- _WORK TO BE COMPLETED_: Scan the entries below for the word "lows". Copy out every line in which it occurs.

[Collected data]
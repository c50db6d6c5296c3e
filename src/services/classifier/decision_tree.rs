//! Binary decision tree (Gini impurity).

use super::{validate_training_set, Classifier, TrainedModel};
use crate::error::Result;
use rand::rngs::StdRng;
use rand::seq::SliceRandom;
use rand::SeedableRng;
use serde::{Deserialize, Serialize};

/// Decision tree configuration
#[derive(Debug, Clone, Copy, PartialEq, Serialize, Deserialize)]
pub struct TreeConfig {
    /// Maximum depth of tree (None = grow until pure)
    pub max_depth: Option<usize>,
    /// Minimum samples required to split
    pub min_samples_split: usize,
    /// Minimum samples in leaf node
    pub min_samples_leaf: usize,
    /// Maximum features to consider for split (None = all)
    pub max_features: Option<usize>,
    /// Random seed for feature sampling
    pub seed: u64,
}

impl Default for TreeConfig {
    fn default() -> Self {
        Self {
            max_depth: None,
            min_samples_split: 2,
            min_samples_leaf: 1,
            max_features: None,
            seed: 42,
        }
    }
}

#[derive(Debug, Clone, Serialize, Deserialize)]
enum Node {
    Leaf {
        /// Fraction of class-1 samples that reached this leaf.
        probability: f64,
        n_samples: usize,
    },
    Split {
        feature: usize,
        threshold: f64,
        left: Box<Node>,
        right: Box<Node>,
    },
}

impl Node {
    fn depth(&self) -> usize {
        match self {
            Node::Leaf { .. } => 1,
            Node::Split { left, right, .. } => 1 + left.depth().max(right.depth()),
        }
    }

    fn n_leaves(&self) -> usize {
        match self {
            Node::Leaf { .. } => 1,
            Node::Split { left, right, .. } => left.n_leaves() + right.n_leaves(),
        }
    }
}

/// A fitted decision tree.
#[derive(Debug, Clone, Serialize, Deserialize)]
pub struct DecisionTree {
    root: Node,
}

struct SplitCandidate {
    feature: usize,
    threshold: f64,
    gain: f64,
}

/// Gini impurity of a node with `positives` class-1 samples out of `total`.
fn gini(positives: usize, total: usize) -> f64 {
    if total == 0 {
        return 0.0;
    }
    let p = positives as f64 / total as f64;
    1.0 - p * p - (1.0 - p) * (1.0 - p)
}

struct TreeBuilder<'a> {
    config: TreeConfig,
    features: &'a [Vec<f64>],
    labels: &'a [u8],
    max_features: usize,
}

impl<'a> TreeBuilder<'a> {
    fn build(&self, indices: &mut [usize], depth: usize, rng: &mut StdRng) -> Node {
        let n = indices.len();
        let positives = indices.iter().filter(|&&i| self.labels[i] == 1).count();
        let leaf = Node::Leaf {
            probability: if n == 0 { 0.5 } else { positives as f64 / n as f64 },
            n_samples: n,
        };

        let depth_reached = self.config.max_depth.is_some_and(|max| depth >= max);
        if depth_reached || n < self.config.min_samples_split || positives == 0 || positives == n {
            return leaf;
        }

        let Some(split) = self.find_best_split(indices, positives, rng) else {
            return leaf;
        };

        // Partition in place: values <= threshold go left.
        let mut boundary = 0;
        for k in 0..n {
            if self.features[indices[k]][split.feature] <= split.threshold {
                indices.swap(boundary, k);
                boundary += 1;
            }
        }
        let (left_idx, right_idx) = indices.split_at_mut(boundary);

        Node::Split {
            feature: split.feature,
            threshold: split.threshold,
            left: Box::new(self.build(left_idx, depth + 1, rng)),
            right: Box::new(self.build(right_idx, depth + 1, rng)),
        }
    }

    /// Sorted sweep over a random subset of features.
    fn find_best_split(
        &self,
        indices: &[usize],
        positives: usize,
        rng: &mut StdRng,
    ) -> Option<SplitCandidate> {
        let n = indices.len();
        let min_leaf = self.config.min_samples_leaf.max(1);
        let parent = gini(positives, n);

        let mut candidates: Vec<usize> = (0..self.features[0].len()).collect();
        candidates.shuffle(rng);
        candidates.truncate(self.max_features);

        let mut best: Option<SplitCandidate> = None;
        let mut order = indices.to_vec();

        for feature in candidates {
            order.sort_by(|&a, &b| self.features[a][feature].total_cmp(&self.features[b][feature]));

            let mut left_pos = 0;
            for k in 1..n {
                left_pos += usize::from(self.labels[order[k - 1]] == 1);

                let lo = self.features[order[k - 1]][feature];
                let hi = self.features[order[k]][feature];
                if lo == hi || k < min_leaf || n - k < min_leaf {
                    continue;
                }

                let weighted = (k as f64 * gini(left_pos, k)
                    + (n - k) as f64 * gini(positives - left_pos, n - k))
                    / n as f64;
                let gain = parent - weighted;

                if gain > best.as_ref().map_or(0.0, |b| b.gain) {
                    best = Some(SplitCandidate {
                        feature,
                        threshold: (lo + hi) / 2.0,
                        gain,
                    });
                }
            }
        }

        best
    }
}

impl DecisionTree {
    /// Fit on the rows selected by `indices` (duplicates allowed, for bootstrap samples).
    pub fn fit_indices(
        config: TreeConfig,
        features: &[Vec<f64>],
        labels: &[u8],
        mut indices: Vec<usize>,
        rng: &mut StdRng,
    ) -> Result<Self> {
        let n_features = validate_training_set(features, labels)?;
        let builder = TreeBuilder {
            config,
            features,
            labels,
            max_features: config.max_features.unwrap_or(n_features).clamp(1, n_features),
        };
        let root = builder.build(&mut indices, 0, rng);
        Ok(Self { root })
    }

    pub fn fit(config: TreeConfig, features: &[Vec<f64>], labels: &[u8]) -> Result<Self> {
        let mut rng = StdRng::seed_from_u64(config.seed);
        Self::fit_indices(config, features, labels, (0..features.len()).collect(), &mut rng)
    }

    pub fn depth(&self) -> usize {
        self.root.depth()
    }

    pub fn n_leaves(&self) -> usize {
        self.root.n_leaves()
    }

    fn leaf_for(&self, row: &[f64]) -> (f64, usize) {
        let mut node = &self.root;
        loop {
            match node {
                Node::Leaf {
                    probability,
                    n_samples,
                } => return (*probability, *n_samples),
                Node::Split {
                    feature,
                    threshold,
                    left,
                    right,
                } => {
                    let value = row.get(*feature).copied().unwrap_or(f64::NAN);
                    node = if value <= *threshold { left } else { right };
                }
            }
        }
    }
}

impl TrainedModel for DecisionTree {
    fn predict_probability(&self, row: &[f64]) -> f64 {
        self.leaf_for(row).0
    }
}

/// A single tree as a `Classifier`.
impl Classifier for TreeConfig {
    fn fit(&self, features: &[Vec<f64>], labels: &[u8]) -> Result<Box<dyn TrainedModel>> {
        Ok(Box::new(DecisionTree::fit(*self, features, labels)?))
    }
}
//! Relative Strength Index (RSI).

use super::{Indicator, Sma};

/// RSI (Relative Strength Index) indicator.
///
/// Gains and losses are the positive and negated negative close-to-close
/// changes, zero otherwise. The first bar has no previous close and counts
/// as a zero change. Both are averaged with a plain trailing mean, then
/// `RSI = 100 - 100 / (1 + avg_gain / avg_loss)`.
///
/// A zero average loss would divide by zero: the value is 100 when there
/// were gains and 50 on a completely flat window. A flat window therefore
/// keeps its row instead of yielding NaN and being dropped from the
/// indicator output, which is what a plain `gain / loss` would do.
#[derive(Debug, Clone, Copy)]
pub struct Rsi {
    period: usize,
}

impl Default for Rsi {
    fn default() -> Self {
        Self { period: 14 }
    }
}

impl Rsi {
    pub fn new(period: usize) -> Self {
        Self { period: period.max(1) }
    }

    /// RSI from an average gain and average loss.
    pub fn from_averages(avg_gain: f64, avg_loss: f64) -> f64 {
        if avg_loss == 0.0 {
            return if avg_gain > 0.0 { 100.0 } else { 50.0 };
        }
        let rs = avg_gain / avg_loss;
        100.0 - (100.0 / (1.0 + rs))
    }

    pub fn series(&self, closes: &[f64]) -> Vec<Option<f64>> {
        let mut gains = Vec::with_capacity(closes.len());
        let mut losses = Vec::with_capacity(closes.len());

        for i in 0..closes.len() {
            let change = if i == 0 { 0.0 } else { closes[i] - closes[i - 1] };
            gains.push(change.max(0.0));
            losses.push((-change).max(0.0));
        }

        let window = Sma::new(self.period);
        window
            .series(&gains)
            .into_iter()
            .zip(window.series(&losses))
            .map(|(gain, loss)| Some(Self::from_averages(gain?, loss?)))
            .collect()
    }
}

impl Indicator for Rsi {
    fn lookback(&self) -> usize {
        self.period - 1
    }
}
//! Yahoo Finance API client for historical stock data.
//!
//! Provides daily OHLCV bars and the latest quote for stocks and ETFs
//! through the unofficial chart API. Requests block the calling thread
//! and are bounded by the client timeout.

use super::MarketDataSource;
use crate::error::{AppError, Result};
use crate::types::{Bar, Quote};
use chrono::DateTime;
use reqwest::blocking::Client;
use serde::Deserialize;
use std::time::Duration;
use tracing::{debug, warn};

const CHART_URL: &str = "https://query1.finance.yahoo.com/v8/finance/chart";

/// Yahoo Finance chart response.
#[derive(Debug, Deserialize)]
struct YahooChartResponse {
    chart: YahooChart,
}

#[derive(Debug, Deserialize)]
struct YahooChart {
    result: Option<Vec<YahooResult>>,
    error: Option<YahooError>,
}

#[derive(Debug, Deserialize)]
struct YahooError {
    code: String,
    description: String,
}

#[derive(Debug, Deserialize)]
struct YahooResult {
    meta: YahooMeta,
    timestamp: Option<Vec<i64>>,
    indicators: YahooIndicators,
}

#[derive(Debug, Deserialize)]
#[serde(rename_all = "camelCase")]
struct YahooMeta {
    #[allow(dead_code)]
    symbol: String,
    regular_market_price: Option<f64>,
    regular_market_volume: Option<f64>,
    /// Exchange offset from UTC in seconds.
    #[serde(rename = "gmtoffset")]
    gmt_offset: Option<i64>,
}

#[derive(Debug, Deserialize)]
struct YahooIndicators {
    quote: Vec<YahooQuote>,
}

#[derive(Debug, Deserialize)]
struct YahooQuote {
    open: Option<Vec<Option<f64>>>,
    high: Option<Vec<Option<f64>>>,
    low: Option<Vec<Option<f64>>>,
    close: Option<Vec<Option<f64>>>,
    volume: Option<Vec<Option<u64>>>,
}

/// Bars plus the chart meta fields the quote fallback needs.
struct ParsedChart {
    bars: Vec<Bar>,
    market_price: Option<f64>,
    market_volume: Option<f64>,
}

/// Normalize symbol for Yahoo Finance API.
/// Yahoo uses hyphens instead of dots for share classes (e.g., BRK-B not BRK.B)
fn normalize_yahoo_symbol(symbol: &str) -> String {
    symbol.trim().to_uppercase().replace('.', "-")
}

fn parse_chart(data: YahooChartResponse) -> Result<ParsedChart> {
    // Check for API error
    if let Some(error) = data.chart.error {
        return Err(AppError::ExternalApi(format!(
            "Yahoo API error: {} - {}",
            error.code, error.description
        )));
    }

    let result = data
        .chart
        .result
        .and_then(|results| results.into_iter().next())
        .ok_or_else(|| AppError::ExternalApi("No results in response".into()))?;

    let market_price = result.meta.regular_market_price;
    let market_volume = result.meta.regular_market_volume;
    let offset = result.meta.gmt_offset.unwrap_or(0);

    // A symbol with no trading history comes back without timestamps.
    let timestamps = result.timestamp.unwrap_or_default();
    let quote = result.indicators.quote.into_iter().next();

    let (opens, highs, lows, closes, volumes) = match quote {
        Some(q) => (
            q.open.unwrap_or_default(),
            q.high.unwrap_or_default(),
            q.low.unwrap_or_default(),
            q.close.unwrap_or_default(),
            q.volume.unwrap_or_default(),
        ),
        None => Default::default(),
    };

    let mut bars = Vec::with_capacity(timestamps.len());
    for (i, &timestamp) in timestamps.iter().enumerate() {
        let close = closes.get(i).and_then(|v| *v).unwrap_or(0.0);

        // Skip invalid data points
        if close <= 0.0 {
            continue;
        }

        let Some(date) = DateTime::from_timestamp(timestamp + offset, 0).map(|dt| dt.date_naive())
        else {
            continue;
        };

        bars.push(Bar {
            date,
            open: opens.get(i).and_then(|v| *v).unwrap_or(close),
            high: highs.get(i).and_then(|v| *v).unwrap_or(close),
            low: lows.get(i).and_then(|v| *v).unwrap_or(close),
            close,
            volume: volumes.get(i).and_then(|v| *v).unwrap_or(0) as f64,
        });
    }

    Ok(ParsedChart {
        bars,
        market_price,
        market_volume,
    })
}

/// Yahoo Finance API client.
pub struct YahooFinanceClient {
    client: Client,
}

impl YahooFinanceClient {
    /// Create a new Yahoo Finance client with the given request timeout.
    pub fn new(timeout: Duration) -> Result<Self> {
        let client = Client::builder()
            .timeout(timeout)
            .user_agent("Mozilla/5.0 (Windows NT 10.0; Win64; x64) AppleWebKit/537.36")
            .build()?;

        Ok(Self { client })
    }

    /// Fetch daily chart data for a symbol.
    ///
    /// Arguments:
    /// - symbol: Stock/ETF symbol (e.g., "AAPL", "SPY")
    /// - range: Time range ("1d", "5d", "1mo", "3mo", "6mo", "1y", "2y", "5y", "10y", "ytd", "max")
    fn get_chart(&self, symbol: &str, range: &str) -> Result<ParsedChart> {
        let yahoo_symbol = normalize_yahoo_symbol(symbol);
        let url = format!(
            "{}/{}?range={}&interval=1d&includePrePost=false",
            CHART_URL, yahoo_symbol, range
        );

        debug!("Fetching Yahoo Finance data: {}", url);

        let response = self.client.get(&url).send()?;

        if !response.status().is_success() {
            return Err(AppError::ExternalApi(format!(
                "Yahoo API error for {}: {}",
                yahoo_symbol,
                response.status()
            )));
        }

        let data: YahooChartResponse = response.json()?;
        parse_chart(data)
    }
}

impl MarketDataSource for YahooFinanceClient {
    fn fetch_history(&self, symbol: &str, period: &str) -> Result<Vec<Bar>> {
        let chart = self.get_chart(symbol, period)?;
        debug!("Fetched {} bars for {} ({})", chart.bars.len(), symbol, period);
        Ok(chart.bars)
    }

    fn fetch_latest_quote(&self, symbol: &str) -> Result<Quote> {
        let chart = self.get_chart(symbol, "1d")?;

        if let Some(bar) = chart.bars.last() {
            return Ok(Quote {
                price: bar.close,
                volume: bar.volume,
            });
        }

        match (chart.market_price, chart.market_volume) {
            (Some(price), volume) => {
                warn!("No intraday bar for {}, using chart meta price", symbol);
                Ok(Quote {
                    price,
                    volume: volume.unwrap_or(0.0),
                })
            }
            _ => Err(AppError::QuoteUnavailable(format!("no quote for {}", symbol))),
        }
    }
}
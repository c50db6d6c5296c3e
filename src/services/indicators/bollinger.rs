//! Bollinger Bands.

use super::{Indicator, Sma};

/// Middle, upper and lower band series. Positions without a full window are `None`.
#[derive(Debug, Clone, PartialEq)]
pub struct BandSeries {
    pub middle: Vec<Option<f64>>,
    pub upper: Vec<Option<f64>>,
    pub lower: Vec<Option<f64>>,
}

/// Bollinger Bands indicator.
///
/// Consists of:
/// - Middle band: SMA(20)
/// - Upper band: SMA + 2 * StdDev
/// - Lower band: SMA - 2 * StdDev
///
/// StdDev is the sample standard deviation (n - 1) of the same window.
#[derive(Debug, Clone, Copy)]
pub struct BollingerBands {
    period: usize,
    std_dev_multiplier: f64,
}

impl Default for BollingerBands {
    fn default() -> Self {
        Self {
            period: 20,
            std_dev_multiplier: 2.0,
        }
    }
}

impl BollingerBands {
    pub fn new(period: usize, std_dev_multiplier: f64) -> Self {
        Self {
            period: period.max(2),
            std_dev_multiplier,
        }
    }

    /// Sample standard deviation.
    fn std_dev(values: &[f64], mean: f64) -> f64 {
        if values.len() < 2 {
            return 0.0;
        }
        let variance: f64 =
            values.iter().map(|v| (v - mean).powi(2)).sum::<f64>() / (values.len() - 1) as f64;
        variance.sqrt()
    }

    pub fn series(&self, closes: &[f64]) -> BandSeries {
        let middle = Sma::new(self.period).series(closes);
        let mut upper = vec![None; closes.len()];
        let mut lower = vec![None; closes.len()];

        for (i, mean) in middle.iter().enumerate() {
            let Some(mean) = *mean else { continue };
            let window = &closes[i + 1 - self.period..=i];
            let width = self.std_dev_multiplier * Self::std_dev(window, mean);
            upper[i] = Some(mean + width);
            lower[i] = Some(mean - width);
        }

        BandSeries {
            middle,
            upper,
            lower,
        }
    }
}

impl Indicator for BollingerBands {
    fn lookback(&self) -> usize {
        self.period - 1
    }
}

- _RESPONSE TO THIS TASK_:
    let (opens, highs, lows, closes, volumes) = match quote {
            low: lows.get(i).and_then(|v| *v).unwrap_or(close),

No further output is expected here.